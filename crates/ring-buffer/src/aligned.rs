//! Page aligned heap memory, suitable as a direct I/O buffer.

use crate::BufferError;
use std::alloc::{self, Layout};
use std::ops::{Deref, DerefMut};
use std::ptr::NonNull;

/// Alignment of every [`PageBuffer`]
pub const PAGE_SIZE: usize = 4096;

/// Zero initialised, page aligned byte buffer
pub struct PageBuffer {
    ptr: NonNull<u8>,
    len: usize,
}

impl PageBuffer {
    /// Allocates `len` zeroed bytes on a page boundary.
    pub fn zeroed(len: usize) -> Result<Self, BufferError> {
        let layout = Self::layout(len)?;
        // SAFETY: layout has non-zero size
        let raw = unsafe { alloc::alloc_zeroed(layout) };
        let ptr = NonNull::new(raw).ok_or(BufferError::Allocation(len))?;
        Ok(Self { ptr, len })
    }

    fn layout(len: usize) -> Result<Layout, BufferError> {
        Layout::from_size_align(len.max(1), PAGE_SIZE).map_err(|_| BufferError::Allocation(len))
    }

    pub fn len(&self) -> usize {
        self.len
    }

    pub fn is_empty(&self) -> bool {
        self.len == 0
    }

    pub(crate) fn base(&self) -> NonNull<u8> {
        self.ptr
    }
}

impl Deref for PageBuffer {
    type Target = [u8];

    fn deref(&self) -> &[u8] {
        // SAFETY: ptr is valid for len initialised bytes while self lives
        unsafe { std::slice::from_raw_parts(self.ptr.as_ptr(), self.len) }
    }
}

impl DerefMut for PageBuffer {
    fn deref_mut(&mut self) -> &mut [u8] {
        // SAFETY: as above, and &mut self guarantees exclusive access
        unsafe { std::slice::from_raw_parts_mut(self.ptr.as_ptr(), self.len) }
    }
}

impl Drop for PageBuffer {
    fn drop(&mut self) {
        if let Ok(layout) = Self::layout(self.len) {
            // SAFETY: allocated in zeroed() with this same layout
            unsafe { alloc::dealloc(self.ptr.as_ptr(), layout) }
        }
    }
}

impl std::fmt::Debug for PageBuffer {
    fn fmt(&self, f: &mut std::fmt::Formatter<'_>) -> std::fmt::Result {
        f.debug_struct("PageBuffer").field("len", &self.len).finish()
    }
}

// SAFETY: PageBuffer uniquely owns its allocation, like Vec<u8>
unsafe impl Send for PageBuffer {}
unsafe impl Sync for PageBuffer {}
//! Disk writer thread
//!
//! Completed major blocks are handed over one at a time and written at their
//! file offset by a dedicated thread.  At most one write is queued or in
//! flight; readers of the major data area rendezvous with the writer through
//! [`DiskWriter::request_read`] before touching a block which may still be in
//! transit.

use crate::StorageError;
use fa_ring_buffer::PageBuffer;
use parking_lot::{Condvar, Mutex};
use std::fs::{File, OpenOptions};
use std::os::unix::fs::FileExt;
use std::path::Path;
use std::sync::Arc;
use std::thread::JoinHandle;
use std::time::Instant;
use tracing::{debug, error, info};

struct WriteRequest {
    offset: u64,
    buffer: PageBuffer,
}

struct WriterState {
    request: Option<WriteRequest>,
    in_flight: bool,
    completed: Option<PageBuffer>,
    error: Option<String>,
    enabled: bool,
    running: bool,
}

impl WriterState {
    fn busy(&self) -> bool {
        self.request.is_some() || self.in_flight
    }

    fn check(&self) -> Result<(), StorageError> {
        match &self.error {
            Some(message) => Err(StorageError::WriteFailed(message.clone())),
            None => Ok(()),
        }
    }
}

struct Shared {
    state: Mutex<WriterState>,
    signal: Condvar,
}

/// Handle to the disk writer thread
pub struct DiskWriter {
    shared: Arc<Shared>,
    thread: Mutex<Option<JoinHandle<()>>>,
}

#[cfg(target_os = "linux")]
fn set_direct_io(options: &mut OpenOptions) {
    use std::os::unix::fs::OpenOptionsExt;
    options.custom_flags(libc::O_DIRECT);
}

#[cfg(not(target_os = "linux"))]
fn set_direct_io(_options: &mut OpenOptions) {}

fn open_for_writing(path: &Path, direct_io: bool) -> Result<File, StorageError> {
    let mut options = OpenOptions::new();
    options.write(true);
    if direct_io {
        set_direct_io(&mut options);
    }
    Ok(options.open(path)?)
}

impl DiskWriter {
    /// Opens a write handle on `path` and starts the writer thread.
    pub fn start(path: &Path, direct_io: bool) -> Result<Self, StorageError> {
        let file = open_for_writing(path, direct_io)?;
        let shared = Arc::new(Shared {
            state: Mutex::new(WriterState {
                request: None,
                in_flight: false,
                completed: None,
                error: None,
                enabled: true,
                running: true,
            }),
            signal: Condvar::new(),
        });
        let thread = std::thread::Builder::new()
            .name("disk-writer".into())
            .spawn({
                let shared = shared.clone();
                move || writer_thread(shared, file)
            })?;
        info!(path = %path.display(), direct_io, "Disk writer started");
        Ok(Self {
            shared,
            thread: Mutex::new(Some(thread)),
        })
    }

    /// Queues `buffer` to be written at `offset`, waiting for any earlier
    /// write to finish first.
    pub fn schedule_write(&self, offset: u64, buffer: PageBuffer) -> Result<(), StorageError> {
        let mut state = self.shared.state.lock();
        while state.busy() && state.running {
            self.shared.signal.wait(&mut state);
        }
        state.check()?;
        if !state.running {
            return Err(StorageError::WriterStopped);
        }
        state.request = Some(WriteRequest { offset, buffer });
        self.shared.signal.notify_all();
        Ok(())
    }

    /// Waits for the pending write and returns the buffer it used, if any.
    pub fn reclaim(&self) -> Result<Option<PageBuffer>, StorageError> {
        let mut state = self.shared.state.lock();
        while state.busy() {
            self.shared.signal.wait(&mut state);
        }
        state.check()?;
        Ok(state.completed.take())
    }

    /// Waits until no write is queued or in flight.
    pub fn request_read(&self) -> Result<(), StorageError> {
        let mut state = self.shared.state.lock();
        while state.busy() {
            self.shared.signal.wait(&mut state);
        }
        state.check()
    }

    /// A disabled writer completes requests without touching the disk.
    pub fn set_enabled(&self, enabled: bool) {
        let mut state = self.shared.state.lock();
        if state.enabled != enabled {
            info!(enabled, "Disk writing {}", if enabled { "enabled" } else { "disabled" });
        }
        state.enabled = enabled;
    }

    pub fn enabled(&self) -> bool {
        self.shared.state.lock().enabled
    }

    /// Completes any pending write and joins the writer thread.
    pub fn shutdown(&self) {
        {
            let mut state = self.shared.state.lock();
            state.running = false;
            self.shared.signal.notify_all();
        }
        if let Some(thread) = self.thread.lock().take() {
            if thread.join().is_err() {
                error!("Disk writer thread panicked");
            }
        }
    }
}

impl Drop for DiskWriter {
    fn drop(&mut self) {
        self.shutdown();
    }
}

fn writer_thread(shared: Arc<Shared>, file: File) {
    loop {
        let (request, enabled) = {
            let mut state = shared.state.lock();
            while state.request.is_none() && state.running {
                shared.signal.wait(&mut state);
            }
            match state.request.take() {
                Some(request) => {
                    state.in_flight = true;
                    (request, state.enabled)
                }
                None => break,
            }
        };

        let started = Instant::now();
        let result = if enabled {
            file.write_all_at(&request.buffer, request.offset)
        } else {
            Ok(())
        };
        metrics::histogram!("fa_disk_write_seconds").record(started.elapsed().as_secs_f64());

        let mut state = shared.state.lock();
        state.in_flight = false;
        state.completed = Some(request.buffer);
        match result {
            Ok(()) => debug!(offset = request.offset, enabled, "Major block written"),
            Err(err) => {
                error!(offset = request.offset, error = %err, "Error writing to archive");
                state.error.get_or_insert_with(|| err.to_string());
            }
        }
        shared.signal.notify_all();
    }
    debug!("Disk writer stopped");
}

○ ○ ○ ○ ○

*Work required:*
Retype all of the listing exactly, leaving out no line.

*Reply to the task:*
filename crates/ring-buffer/src/aligned.rs
//! Page aligned heap memory, suitable as a direct I/O buffer.

use crate::BufferError;
use std::alloc::{self, Layout};
use std::ops::{Deref, DerefMut};
use std::ptr::NonNull;

/// Alignment of every [`PageBuffer`]
pub const PAGE_SIZE: usize = 4096;

/// Zero initialised, page aligned byte buffer
pub struct PageBuffer {
    ptr: NonNull<u8>,
    len: usize,
}

impl PageBuffer {
    /// Allocates `len` zeroed bytes on a page boundary.
    pub fn zeroed(len: usize) -> Result<Self, BufferError> {
        let layout = Self::layout(len)?;
        // SAFETY: layout has non-zero size
        let raw = unsafe { alloc::alloc_zeroed(layout) };
        let ptr = NonNull::new(raw).ok_or(BufferError::Allocation(len))?;
        Ok(Self { ptr, len })
    }

    fn layout(len: usize) -> Result<Layout, BufferError> {
        Layout::from_size_align(len.max(1), PAGE_SIZE).map_err(|_| BufferError::Allocation(len))
    }

    pub fn len(&self) -> usize {
        self.len
    }

    pub fn is_empty(&self) -> bool {
        self.len == 0
    }

    pub(crate) fn base(&self) -> NonNull<u8> {
        self.ptr
    }
}

impl Deref for PageBuffer {
    type Target = [u8];

    fn deref(&self) -> &[u8] {
        // SAFETY: ptr is valid for len initialised bytes while self lives
        unsafe { std::slice::from_raw_parts(self.ptr.as_ptr(), self.len) }
    }
}

impl DerefMut for PageBuffer {
    fn deref_mut(&mut self) -> &mut [u8] {
        // SAFETY: as above, and &mut self guarantees exclusive access
        unsafe { std::slice::from_raw_parts_mut(self.ptr.as_ptr(), self.len) }
    }
}

impl Drop for PageBuffer {
    fn drop(&mut self) {
        if let Ok(layout) = Self::layout(self.len) {
            // SAFETY: allocated in zeroed() with this same layout
            unsafe { alloc::dealloc(self.ptr.as_ptr(), layout) }
        }
    }
}

impl std::fmt::Debug for PageBuffer {
    fn fmt(&self, f: &mut std::fmt::Formatter<'_>) -> std::fmt::Result {
        f.debug_struct("PageBuffer").field("len", &self.len).finish()
    }
}

// SAFETY: PageBuffer uniquely owns its allocation, like Vec<u8>
unsafe impl Send for PageBuffer {}
unsafe impl Sync for PageBuffer {}
//! Disk writer thread
//!
//! Completed major blocks are handed over one at a time and written at their
//! file offset by a dedicated thread.  At most one write is queued or in
//! flight; readers of the major data area rendezvous with the writer through
//! [`DiskWriter::request_read`] before touching a block which may still be in
//! transit.

use crate::StorageError;
use fa_ring_buffer::PageBuffer;
use parking_lot::{Condvar, Mutex};
use std::fs::{File, OpenOptions};
use std::os::unix::fs::FileExt;
use std::path::Path;
use std::sync::Arc;
use std::thread::JoinHandle;
use std::time::Instant;
use tracing::{debug, error, info};

struct WriteRequest {
    offset: u64,
    buffer: PageBuffer,
}

struct WriterState {
    request: Option<WriteRequest>,
    in_flight: bool,
    completed: Option<PageBuffer>,
    error: Option<String>,
    enabled: bool,
    running: bool,
}

impl WriterState {
    fn busy(&self) -> bool {
        self.request.is_some() || self.in_flight
    }

    fn check(&self) -> Result<(), StorageError> {
        match &self.error {
            Some(message) => Err(StorageError::WriteFailed(message.clone())),
            None => Ok(()),
        }
    }
}

struct Shared {
    state: Mutex<WriterState>,
    signal: Condvar,
}

/// Handle to the disk writer thread
pub struct DiskWriter {
    shared: Arc<Shared>,
    thread: Mutex<Option<JoinHandle<()>>>,
}

#[cfg(target_os = "linux")]
fn set_direct_io(options: &mut OpenOptions) {
    use std::os::unix::fs::OpenOptionsExt;
    options.custom_flags(libc::O_DIRECT);
}

#[cfg(not(target_os = "linux"))]
fn set_direct_io(_options: &mut OpenOptions) {}

fn open_for_writing(path: &Path, direct_io: bool) -> Result<File, StorageError> {
    let mut options = OpenOptions::new();
    options.write(true);
    if direct_io {
        set_direct_io(&mut options);
    }
    Ok(options.open(path)?)
}

impl DiskWriter {
    /// Opens a write handle on `path` and starts the writer thread.
    pub fn start(path: &Path, direct_io: bool) -> Result<Self, StorageError> {
        let file = open_for_writing(path, direct_io)?;
        let shared = Arc::new(Shared {
            state: Mutex::new(WriterState {
                request: None,
                in_flight: false,
                completed: None,
                error: None,
                enabled: true,
                running: true,
            }),
            signal: Condvar::new(),
        });
        let thread = std::thread::Builder::new()
            .name("disk-writer".into())
            .spawn({
                let shared = shared.clone();
                move || writer_thread(shared, file)
            })?;
        info!(path = %path.display(), direct_io, "Disk writer started");
        Ok(Self {
            shared,
            thread: Mutex::new(Some(thread)),
        })
    }

    /// Queues `buffer` to be written at `offset`, waiting for any earlier
    /// write to finish first.
    pub fn schedule_write(&self, offset: u64, buffer: PageBuffer) -> Result<(), StorageError> {
        let mut state = self.shared.state.lock();
        while state.busy() && state.running {
            self.shared.signal.wait(&mut state);
        }
        state.check()?;
        if !state.running {
            return Err(StorageError::WriterStopped);
        }
        state.request = Some(WriteRequest { offset, buffer });
        self.shared.signal.notify_all();
        Ok(())
    }

    /// Waits for the pending write and returns the buffer it used, if any.
    pub fn reclaim(&self) -> Result<Option<PageBuffer>, StorageError> {
        let mut state = self.shared.state.lock();
        while state.busy() {
            self.shared.signal.wait(&mut state);
        }
        state.check()?;
        Ok(state.completed.take())
    }

    /// Waits until no write is queued or in flight.
    pub fn request_read(&self) -> Result<(), StorageError> {
        let mut state = self.shared.state.lock();
        while state.busy() {
            self.shared.signal.wait(&mut state);
        }
        state.check()
    }

    /// A disabled writer completes requests without touching the disk.
    pub fn set_enabled(&self, enabled: bool) {
        let mut state = self.shared.state.lock();
        if state.enabled != enabled {
            info!(enabled, "Disk writing {}", if enabled { "enabled" } else { "disabled" });
        }
        state.enabled = enabled;
    }

    pub fn enabled(&self) -> bool {
        self.shared.state.lock().enabled
    }

    /// Completes any pending write and joins the writer thread.
    pub fn shutdown(&self) {
        {
            let mut state = self.shared.state.lock();
            state.running = false;
            self.shared.signal.notify_all();
        }
        if let Some(thread) = self.thread.lock().take() {
            if thread.join().is_err() {
                error!("Disk writer thread panicked");
            }
        }
    }
}

impl Drop for DiskWriter {
    fn drop(&mut self) {
        self.shutdown();
    }
}

fn writer_thread(shared: Arc<Shared>, file: File) {
    loop {
        let (request, enabled) = {
            let mut state = shared.state.lock();
            while state.request.is_none() && state.running {
                shared.signal.wait(&mut state);
            }
            match state.request.take() {
                Some(request) => {
                    state.in_flight = true;
                    (request, state.enabled)
                }
                None => break,
            }
        };

        let started = Instant::now();
        let result = if enabled {
            file.write_all_at(&request.buffer, request.offset)
        } else {
            Ok(())
        };
        metrics::histogram!("fa_disk_write_seconds").record(started.elapsed().as_secs_f64());

        let mut state = shared.state.lock();
        state.in_flight = false;
        state.completed = Some(request.buffer);
        match result {
            Ok(()) => debug!(offset = request.offset, enabled, "Major block written"),
            Err(err) => {
                error!(offset = request.offset, error = %err, "Error writing to archive");
                state.error.get_or_insert_with(|| err.to_string());
            }
        }
        shared.signal.notify_all();
    }
    debug!("Disk writer stopped");
}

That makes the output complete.